Implements full-fidelity conversation serialization that preserves all state (messages, tool calls, execution results, provider config) to disk, enabling true session resumption without context loss or re-execution of tools
More complete than ChatGPT conversation export because it preserves execution results and tool calls; more portable than browser-based tools because conversations are stored as files that can be version-controlled or shared
multi-turn reasoning with explicit chain-of-thought prompting
Medium confidenceSupports multi-turn conversations where the LLM can reason through complex problems step-by-step, with explicit prompting for chain-of-thought reasoning. The agent can break down problems into sub-tasks, execute tools to gather information, and iteratively refine solutions based on results. Implements a conversation loop that encourages the LLM to explain its reasoning and ask clarifying questions.

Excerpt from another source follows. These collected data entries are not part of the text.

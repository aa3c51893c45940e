//! Topic name/filter validation and wildcard matching.
//!
//! The connection runtime's subscription table (`connection::subscription`)
//! builds on the trie here; this module owns only the pure matching and
//! validation logic, with no notion of a connection, reference count, or
//! callback.

mod trie;
pub mod validation;

pub use trie::TopicTrie;
pub use validation::{
    topic_matches_filter, validate_topic_filter, validate_topic_filter_with_max_levels,
    validate_topic_name, validate_topic_name_with_max_levels, TopicLevel,
};
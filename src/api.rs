//! Public API surface: thin free functions over [`Connection`] (`connect`,
//! `disconnect`, `publish`/`timed_publish`, `subscribe`/`timed_subscribe`,
//! `unsubscribe`/`timed_unsubscribe`, `wait`, `strerror`,
//! `operation_type_name`). The timed/untimed split collapses to one call
//! taking a `Duration` — an untimed caller just passes a generously long
//! one, since every suspension point in this runtime already has a bound.

use std::sync::Arc;
use std::time::Duration;

use bytes::Bytes;

use crate::config::{ClientConfig, RuntimeConfig};
use crate::connection::{
    Completion, Connection, OperationHandle, OperationType, RestoredSubscription,
    SubscribeCallback,
};
use crate::error::{Error, Status};
use crate::pool::Pool;
use crate::protocol::QoS;
use crate::transport::Transport;

/// Flag requesting a blocking wait on an operation's completion semaphore.
pub use crate::connection::WAITABLE;
/// Flag marking a disconnect as cleanup-only: skip the wire DISCONNECT, just
/// tear down local state.
pub use crate::connection::CLEANUP_ONLY;

/// A never-expected-to-elapse bound for callers that want to block
/// indefinitely in practice. Still a real timeout so a wedged broker cannot
/// hang a caller forever.
pub const NO_TIMEOUT: Duration = Duration::from_secs(365 * 24 * 60 * 60);

/// Opens a connection: establishes the transport-level session and performs
/// the CONNECT/CONNACK round trip.
pub async fn connect(
    transport: Box<dyn Transport>,
    config: ClientConfig,
    runtime_config: RuntimeConfig,
    pool: Arc<dyn Pool>,
    restored_subscriptions: Vec<RestoredSubscription>,
    timeout: Duration,
) -> Result<Connection, Error> {
    Connection::connect(
        transport,
        config,
        runtime_config,
        pool,
        restored_subscriptions,
        timeout,
    )
    .await
}

/// Disconnects `conn`. `cleanup_only` skips the wire DISCONNECT and just
/// tears down local state — the no-op-but-still-releases-resources path for
/// a connection already known to be dead.
pub async fn disconnect(conn: &Connection, cleanup_only: bool, timeout: Duration) -> Status {
    conn.disconnect(cleanup_only, timeout).await
}

/// Publishes `payload` to `topic`. QoS 0 must use `Completion::Fire`.
pub async fn publish(
    conn: &Connection,
    topic: impl Into<Arc<str>>,
    payload: impl Into<Bytes>,
    qos: QoS,
    retain: bool,
    completion: Completion,
) -> Result<OperationHandle, Error> {
    conn.publish(topic, payload, qos, retain, completion).await
}

/// Publishes and blocks up to `timeout` for the outcome. Builds the
/// operation as `Completion::Waitable` regardless of what the caller might
/// otherwise have chosen, since there would be nothing to wait on
/// otherwise.
pub async fn timed_publish(
    conn: &Connection,
    topic: impl Into<Arc<str>>,
    payload: impl Into<Bytes>,
    qos: QoS,
    retain: bool,
    timeout: Duration,
) -> Result<Status, Error> {
    let handle = conn
        .publish(topic, payload, qos, retain, Completion::Waitable)
        .await?;
    Ok(handle.wait(timeout).await)
}

/// Subscribes to `filter`, invoking `callback` for every matching inbound
/// PUBLISH until unsubscribed.
pub async fn subscribe(
    conn: &Connection,
    filter: impl Into<String>,
    qos: QoS,
    completion: Completion,
    callback: SubscribeCallback,
) -> Result<OperationHandle, Error> {
    conn.subscribe(filter, qos, completion, callback).await
}

pub async fn timed_subscribe(
    conn: &Connection,
    filter: impl Into<String>,
    qos: QoS,
    timeout: Duration,
    callback: SubscribeCallback,
) -> Result<Status, Error> {
    let handle = conn
        .subscribe(filter, qos, Completion::Waitable, callback)
        .await?;
    Ok(handle.wait(timeout).await)
}

pub async fn unsubscribe(
    conn: &Connection,
    filter: &str,
    completion: Completion,
) -> Result<OperationHandle, Error> {
    conn.unsubscribe(filter, completion).await
}

pub async fn timed_unsubscribe(
    conn: &Connection,
    filter: &str,
    timeout: Duration,
) -> Result<Status, Error> {
    let handle = conn.unsubscribe(filter, Completion::Waitable).await?;
    Ok(handle.wait(timeout).await)
}

/// Blocks on an operation's completion up to `timeout`. A non-waitable
/// handle returns its current status immediately.
pub async fn wait(handle: OperationHandle, timeout: Duration) -> Status {
    handle.wait(timeout).await
}

/// Human-readable name for a status, for logs and error messages.
pub fn strerror(status: Status) -> &'static str {
    status.as_str()
}

/// Human-readable name for an operation type, for logs and error messages.
pub fn operation_type_name(op_type: OperationType) -> &'static str {
    op_type.name()
}

#[cfg(test)]
mod tests {
    use super::*;

    #[test]
    fn strerror_matches_status_as_str() {
        assert_eq!(strerror(Status::Timeout), Status::Timeout.as_str());
    }

    #[test]
    fn operation_type_name_matches_enum_name() {
        assert_eq!(operation_type_name(OperationType::Subscribe), "SUBSCRIBE");
    }
}
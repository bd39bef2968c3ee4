//! Handles describing reflected classes.

use serde::{Deserialize, Serialize};
use std::any::{self, Any, TypeId};
use std::fmt;
use std::sync::Arc;

/// Identity of a mapped type.
#[derive(Debug, Clone, PartialEq, Eq, Hash)]
pub enum TypeHandle {
    /// A Rust type known at compile time.
    Native {
        /// Runtime identity of the type.
        id: TypeId,
        /// Fully qualified type name.
        name: &'static str,
    },
    /// A class known only by its fully qualified name.
    Declared(String),
}

impl TypeHandle {
    /// Handle for the Rust type `T`.
    pub fn of<T: Any + ?Sized>() -> Self {
        TypeHandle::Native {
            id: TypeId::of::<T>(),
            name: any::type_name::<T>(),
        }
    }

    /// Handle for a class identified by name.
    pub fn declared(full_name: impl Into<String>) -> Self {
        TypeHandle::Declared(full_name.into())
    }

    /// Fully qualified name of the type.
    pub fn name(&self) -> &str {
        match self {
            TypeHandle::Native { name, .. } => name,
            TypeHandle::Declared(name) => name,
        }
    }

    /// Last path segment of the name, without generic arguments.
    pub fn simple_name(&self) -> &str {
        let name = self.name();
        let base = name.split('<').next().unwrap_or(name);
        base.rsplit(['.', ':']).next().unwrap_or(base)
    }
}

impl fmt::Display for TypeHandle {
    fn fmt(&self, f: &mut fmt::Formatter<'_>) -> fmt::Result {
        f.write_str(self.name())
    }
}

/// Entity marker carried by a mapped class.
#[derive(Debug, Clone, PartialEq, Eq, Default)]
pub struct EntityMarker {
    /// Table name override. Empty means unset.
    pub table: Option<String>,
}

impl EntityMarker {
    /// Marker without a table override.
    pub fn new() -> Self {
        Self::default()
    }

    /// Marker overriding the table name.
    pub fn with_table(table: impl Into<String>) -> Self {
        Self {
            table: Some(table.into()),
        }
    }

    /// Override name, if set and non-empty.
    pub fn custom_name(&self) -> Option<&str> {
        self.table.as_deref().filter(|t| !t.is_empty())
    }
}

/// A reflected class as handed over by the inspector.
#[derive(Debug, Clone, PartialEq, Eq)]
pub struct ClassInfo {
    /// Type identity.
    pub handle: TypeHandle,
    /// Short class name.
    pub simple_name: String,
    /// Fully qualified class name.
    pub full_name: String,
    /// Entity marker, if the class carries one.
    pub marker: Option<EntityMarker>,
}

impl ClassInfo {
    /// Describe a class from its handle, without an entity marker.
    pub fn new(handle: TypeHandle) -> Self {
        Self {
            simple_name: handle.simple_name().to_string(),
            full_name: handle.name().to_string(),
            handle,
            marker: None,
        }
    }

    /// Describe the Rust type `T`.
    pub fn of<T: Any>() -> Self {
        Self::new(TypeHandle::of::<T>())
    }

    /// Describe a class known by its fully qualified name.
    pub fn declared(full_name: impl Into<String>) -> Self {
        Self::new(TypeHandle::declared(full_name))
    }

    /// Attach an entity marker.
    pub fn with_marker(mut self, marker: EntityMarker) -> Self {
        self.marker = Some(marker);
        self
    }

    /// Attach an entity marker without overrides.
    pub fn entity(self) -> Self {
        self.with_marker(EntityMarker::new())
    }

    /// Check if the class carries an entity marker.
    pub fn is_entity(&self) -> bool {
        self.marker.is_some()
    }
}

/// Zero-argument constructor used by the instantiation layer.
#[derive(Clone)]
pub struct DefaultConstructor(Arc<dyn Fn() -> Box<dyn Any + Send> + Send + Sync>);

impl DefaultConstructor {
    /// Wrap a constructor function.
    pub fn new<F>(f: F) -> Self
    where
        F: Fn() -> Box<dyn Any + Send> + Send + Sync + 'static,
    {
        Self(Arc::new(f))
    }

    /// Constructor calling `T::default()`.
    pub fn of<T: Default + Any + Send>() -> Self {
        Self::new(|| Box::new(T::default()) as Box<dyn Any + Send>)
    }

    /// Create a fresh instance.
    pub fn instantiate(&self) -> Box<dyn Any + Send> {
        (self.0)()
    }
}

impl fmt::Debug for DefaultConstructor {
    fn fmt(&self, f: &mut fmt::Formatter<'_>) -> fmt::Result {
        f.write_str("DefaultConstructor")
    }
}

/// Loading policy of a relationship field.
///
/// Carried through for the loading layer; the catalog never reads it.
#[derive(Debug, Clone, Copy, PartialEq, Eq, Default, Serialize, Deserialize)]
#[serde(rename_all = "lowercase")]
pub enum LoadingPolicy {
    /// Load together with the owning entity.
    #[default]
    Eager,
    /// Load on first access.
    Lazy,
}

#[cfg(test)]
mod tests {
    use super::*;

    #[derive(Default)]
    struct Invoice {
        number: u32,
    }

    #[test]
    fn test_type_handle_identity() {
        assert_eq!(TypeHandle::of::<Invoice>(), TypeHandle::of::<Invoice>());
        assert_ne!(TypeHandle::of::<Invoice>(), TypeHandle::of::<String>());
        assert_ne!(
            TypeHandle::of::<Invoice>(),
            TypeHandle::declared(any::type_name::<Invoice>())
        );
        assert_eq!(TypeHandle::declared("shop.Order"), TypeHandle::declared("shop.Order"));
    }

    #[test]
    fn test_simple_name() {
        assert_eq!(TypeHandle::of::<Invoice>().simple_name(), "Invoice");
        assert_eq!(TypeHandle::declared("com.app.model.User").simple_name(), "User");
        assert_eq!(TypeHandle::declared("shop::Order").simple_name(), "Order");
        assert_eq!(TypeHandle::of::<Vec<u8>>().simple_name(), "Vec");
        assert_eq!(TypeHandle::declared("Order").simple_name(), "Order");
    }

    #[test]
    fn test_class_info() {
        let class = ClassInfo::declared("shop::OrderItem");
        assert_eq!(class.simple_name, "OrderItem");
        assert_eq!(class.full_name, "shop::OrderItem");
        assert!(!class.is_entity());
        assert!(class.entity().is_entity());
    }

    #[test]
    fn test_marker_custom_name() {
        assert_eq!(EntityMarker::new().custom_name(), None);
        assert_eq!(EntityMarker::with_table("").custom_name(), None);
        assert_eq!(EntityMarker::with_table("orders").custom_name(), Some("orders"));
    }

    #[test]
    fn test_default_constructor() {
        let ctor = DefaultConstructor::of::<Invoice>();
        let instance = ctor.instantiate();
        let invoice = instance.downcast_ref::<Invoice>().unwrap();
        assert_eq!(invoice.number, 0);
        assert_eq!(format!("{ctor:?}"), "DefaultConstructor");
    }

    #[test]
    fn test_loading_policy_serde() {
        assert_eq!(LoadingPolicy::default(), LoadingPolicy::Eager);
        let policy: LoadingPolicy = serde_json::from_str(r#""lazy""#).unwrap();
        assert_eq!(policy, LoadingPolicy::Lazy);
    }
}
//! Entity catalog for ORMAP.
//!
//! The catalog holds entity and field descriptors and the registry that
//! validates them before they reach the SQL layer.

mod entity;
mod field;
mod inspector;
mod registry;
mod schema;
mod types;

pub use entity::{EntityDescriptor, InspectedEntity};
pub use field::FieldDescriptor;
pub use inspector::{DeclaredInspector, Inspector};
pub use registry::{new_shared_registry, SchemaRegistry, SharedSchemaRegistry};
pub use schema::{ResolvedColumn, ResolvedSchema, ResolvedTable};
pub use types::{ClassInfo, DefaultConstructor, EntityMarker, LoadingPolicy, TypeHandle};
//! Mapping configuration.

use crate::naming::NamingPolicy;
use serde::{Deserialize, Serialize};

/// Naming configuration for a mapping session.
#[derive(Debug, Clone, Copy, PartialEq, Eq, Default, Serialize, Deserialize)]
#[serde(default)]
pub struct MappingConfig {
    /// Policy applied to entity names to derive table names.
    pub table_naming: NamingPolicy,

    /// Policy applied to field names to derive column names.
    pub column_naming: NamingPolicy,
}

impl MappingConfig {
    /// Create a configuration using `policy` for both tables and columns.
    pub fn new(policy: NamingPolicy) -> Self {
        Self {
            table_naming: policy,
            column_naming: policy,
        }
    }

    /// Set the table naming policy.
    pub fn with_table_naming(mut self, policy: NamingPolicy) -> Self {
        self.table_naming = policy;
        self
    }

    /// Set the column naming policy.
    pub fn with_column_naming(mut self, policy: NamingPolicy) -> Self {
        self.column_naming = policy;
        self
    }

    /// Set both policies.
    pub fn with_naming(self, policy: NamingPolicy) -> Self {
        self.with_table_naming(policy).with_column_naming(policy)
    }
}

#[cfg(test)]
mod tests {
    use super::*;

    #[test]
    fn test_config_builder() {
        let config = MappingConfig::default()
            .with_table_naming(NamingPolicy::underscore().with_uppercase(true))
            .with_column_naming(NamingPolicy::camel());

        assert!(config.table_naming.is_uppercase());
        assert!(!config.column_naming.use_underscore());

        let config = config.with_naming(NamingPolicy::underscore());
        assert_eq!(config, MappingConfig::default());
    }

    #[test]
    fn test_config_deserialize_partial() {
        let config: MappingConfig =
            serde_json::from_str(r#"{"table_naming": {"uppercase": true}}"#).unwrap();

        assert!(config.table_naming.is_uppercase());
        assert!(config.table_naming.use_underscore());
        assert_eq!(config.column_naming, NamingPolicy::default());
    }
}
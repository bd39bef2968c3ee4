//! ORMAP Command-Line Tool
//!
//! Loads a schema declaration, runs the mapping bootstrap, and prints the
//! resolved physical schema.

use clap::Parser;
use ormap_core::{MappingConfig, NamingPolicy, SchemaDeclaration};
use std::path::PathBuf;
use tracing::info;

/// ORMAP schema mapping check
#[derive(Parser, Debug)]
#[command(name = "ormap")]
#[command(version, about = "Resolve and validate an ORMAP schema declaration")]
pub struct Args {
    /// Path to the JSON schema declaration
    pub file: PathBuf,

    /// Join words with underscores (overrides the declaration)
    #[arg(long)]
    pub underscore: Option<bool>,

    /// Fold names to uppercase (overrides the declaration)
    #[arg(long)]
    pub uppercase: Option<bool>,

    /// Print the resolved schema on a single line
    #[arg(long)]
    pub compact: bool,
}

fn main() {
    tracing_subscriber::fmt()
        .with_writer(std::io::stderr)
        .with_env_filter(
            tracing_subscriber::EnvFilter::try_from_default_env()
                .unwrap_or_else(|_| tracing_subscriber::EnvFilter::new("ormap=info,ormap_core=info")),
        )
        .init();

    let args = Args::parse();

    if let Err(e) = run(args) {
        eprintln!("Error: {}", e);
        std::process::exit(1);
    }
}

fn run(args: Args) -> Result<(), Box<dyn std::error::Error>> {
    let declaration = SchemaDeclaration::from_path(&args.file)?;
    let config = apply_overrides(declaration.naming, args.underscore, args.uppercase);

    info!(
        file = %args.file.display(),
        entities = declaration.entities.len(),
        "loaded declaration"
    );

    let registry = declaration.build_with(config)?;
    let schema = registry.resolved();

    let output = if args.compact {
        serde_json::to_string(&schema)?
    } else {
        serde_json::to_string_pretty(&schema)?
    };
    println!("{}", output);

    Ok(())
}

/// Apply command-line policy flags to both table and column naming.
fn apply_overrides(
    config: MappingConfig,
    underscore: Option<bool>,
    uppercase: Option<bool>,
) -> MappingConfig {
    let apply = |policy: NamingPolicy| {
        NamingPolicy::new(
            underscore.unwrap_or(policy.use_underscore()),
            uppercase.unwrap_or(policy.is_uppercase()),
        )
    };

    config
        .with_table_naming(apply(config.table_naming))
        .with_column_naming(apply(config.column_naming))
}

Implements explicit chain-of-thought prompting in a multi-turn conversation loop, where the LLM is encouraged to reason step-by-step, execute tools to verify assumptions, and iteratively refine solutions based on feedback
More transparent than single-turn models because the AI explains its reasoning at each step; more flexible than rigid task decomposition because the AI can adapt its approach based on results
Capabilities are decomposed by AI analysis. Each maps to specific user intents and improves with match feedback.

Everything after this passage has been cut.